- _WHAT YOU HAVE TO DO_:
Copy out every line of the records where the string "terminate" occurs.

- _RECORD SET_:

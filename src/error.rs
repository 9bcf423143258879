use axum::http::StatusCode;
use axum::response::{IntoResponse, Response};
use serde_json::json;

#[derive(Debug)]
pub enum ApiError {
    MethodNotAllowed,
    NotConfigured,
    Validation(String),
    /// Beehiiv answered with a non-success status. Carries the upstream
    /// status and raw body for diagnostics.
    Delivery { status: u16, body: String },
    Transport(String),
}

impl std::fmt::Display for ApiError {
    fn fmt(&self, f: &mut std::fmt::Formatter<'_>) -> std::fmt::Result {
        match self {
            ApiError::MethodNotAllowed => write!(f, "Method not allowed"),
            ApiError::NotConfigured => write!(f, "Server not configured"),
            ApiError::Validation(msg) => write!(f, "Validation: {msg}"),
            ApiError::Delivery { status, body } => {
                write!(f, "Delivery failed: upstream {status}: {body}")
            }
            ApiError::Transport(msg) => write!(f, "Transport: {msg}"),
        }
    }
}

impl IntoResponse for ApiError {
    fn into_response(self) -> Response {
        match self {
            ApiError::MethodNotAllowed => (
                StatusCode::METHOD_NOT_ALLOWED,
                axum::Json(json!({ "error": "Method not allowed" })),
            )
                .into_response(),
            ApiError::NotConfigured => (
                StatusCode::INTERNAL_SERVER_ERROR,
                axum::Json(json!({ "error": "Server not configured" })),
            )
                .into_response(),
            ApiError::Validation(msg) => {
                (StatusCode::BAD_REQUEST, axum::Json(json!({ "error": msg }))).into_response()
            }
            ApiError::Delivery { status, body } => {
                tracing::error!("Beehiiv error: {status} {body}");
                // Mirror the upstream status; the raw body goes out as
                // `detail` for debugging, the message stays generic.
                let status =
                    StatusCode::from_u16(status).unwrap_or(StatusCode::INTERNAL_SERVER_ERROR);
                (
                    status,
                    axum::Json(json!({
                        "error": "Failed to subscribe",
                        "detail": body,
                    })),
                )
                    .into_response()
            }
            ApiError::Transport(msg) => {
                tracing::error!("Beehiiv request failed: {msg}");
                (
                    StatusCode::INTERNAL_SERVER_ERROR,
                    axum::Json(json!({ "error": "Subscription service unavailable" })),
                )
                    .into_response()
            }
        }
    }
}
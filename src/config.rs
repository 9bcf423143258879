use std::net::IpAddr;

#[derive(Debug, Clone)]
pub struct Config {
    pub host: IpAddr,
    pub port: u16,
    pub max_body_size: usize,
    pub log_level: String,
    pub utm_source: String,
    pub beehiiv: BeehiivConfig,
}

#[derive(Debug, Clone)]
pub struct BeehiivConfig {
    pub api_base: String,
    pub credentials: Option<BeehiivCredentials>,
}

#[derive(Debug, Clone)]
pub struct BeehiivCredentials {
    pub api_key: String,
    pub publication_id: String,
}

impl Config {
    pub fn from_env() -> Result<Self, String> {
        let host: IpAddr = env_or("SUBRELAY_HOST", "0.0.0.0")
            .parse()
            .map_err(|e| format!("Invalid SUBRELAY_HOST: {e}"))?;

        let port: u16 = env_or("SUBRELAY_PORT", "3000")
            .parse()
            .map_err(|e| format!("Invalid SUBRELAY_PORT: {e}"))?;

        let max_body_size: usize = env_or("SUBRELAY_MAX_BODY_SIZE", "65536")
            .parse()
            .map_err(|e| format!("Invalid SUBRELAY_MAX_BODY_SIZE: {e}"))?;

        let log_level = env_or("SUBRELAY_LOG_LEVEL", "info");

        let utm_source = env_or("SUBRELAY_UTM_SOURCE", "asap-jobs-landing");

        let api_base = env_or("BEEHIIV_API_BASE", "https://api.beehiiv.com");

        // The service still starts without credentials; subscribe requests
        // then get 500 "Server not configured" and no outbound call is made.
        let credentials = match (
            std::env::var("BEEHIIV_API_KEY").ok(),
            std::env::var("BEEHIIV_PUBLICATION_ID").ok(),
        ) {
            (Some(api_key), Some(publication_id)) => Some(BeehiivCredentials {
                api_key,
                publication_id,
            }),
            _ => None,
        };

        Ok(Config {
            host,
            port,
            max_body_size,
            log_level,
            utm_source,
            beehiiv: BeehiivConfig {
                api_base,
                credentials,
            },
        })
    }
}

fn env_or(key: &str, default: &str) -> String {
    std::env::var(key).unwrap_or_else(|_| default.to_string())
}
use std::net::SocketAddr;

use tokio::signal;
use tracing_subscriber::EnvFilter;

use subrelay::config::Config;

#[tokio::main]
async fn main() -> Result<(), Box<dyn std::error::Error>> {
    // Load .env if present
    let _ = dotenvy::dotenv();

    // Load config
    let config = Config::from_env().expect("Failed to load configuration");

    // Init tracing
    tracing_subscriber::fmt()
        .with_env_filter(
            EnvFilter::try_from_default_env()
                .unwrap_or_else(|_| EnvFilter::new(&config.log_level)),
        )
        .init();

    tracing::info!("Starting Subrelay");

    let addr = SocketAddr::new(config.host, config.port);
    let app = subrelay::build_app(config);

    let listener = tokio::net::TcpListener::bind(addr).await?;
    tracing::info!("Listening on {addr}");

    axum::serve(listener, app)
        .with_graceful_shutdown(shutdown_signal())
        .await?;

    Ok(())
}

async fn shutdown_signal() {
    let ctrl_c = async {
        signal::ctrl_c()
            .await
            .expect("failed to install Ctrl+C handler");
    };

    #[cfg(unix)]
    let terminate = async {
        signal::unix::signal(signal::unix::SignalKind::terminate())
            .expect("failed to install signal handler")
            .recv()
            .await;
    };

    #[cfg(not(unix))]
    let terminate = std::future::pending::<()>();

    tokio::select! {
        _ = ctrl_c => {},
        _ = terminate => {},
    }

    tracing::info!("Shutdown signal received, starting graceful shutdown");
}
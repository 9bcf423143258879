use std::sync::Arc;

use crate::beehiiv::BeehiivClient;
use crate::config::Config;

pub type SharedState = Arc<AppState>;

pub struct AppState {
    pub config: Config,
    pub beehiiv: BeehiivClient,
}
pub mod fields;
pub mod record;

pub use record::Submission;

- _RESPONSE TO THE TASK_:
    let terminate = async {
        signal::unix::signal(signal::unix::SignalKind::terminate())
    let terminate = std::future::pending::<()>();
        _ = terminate => {},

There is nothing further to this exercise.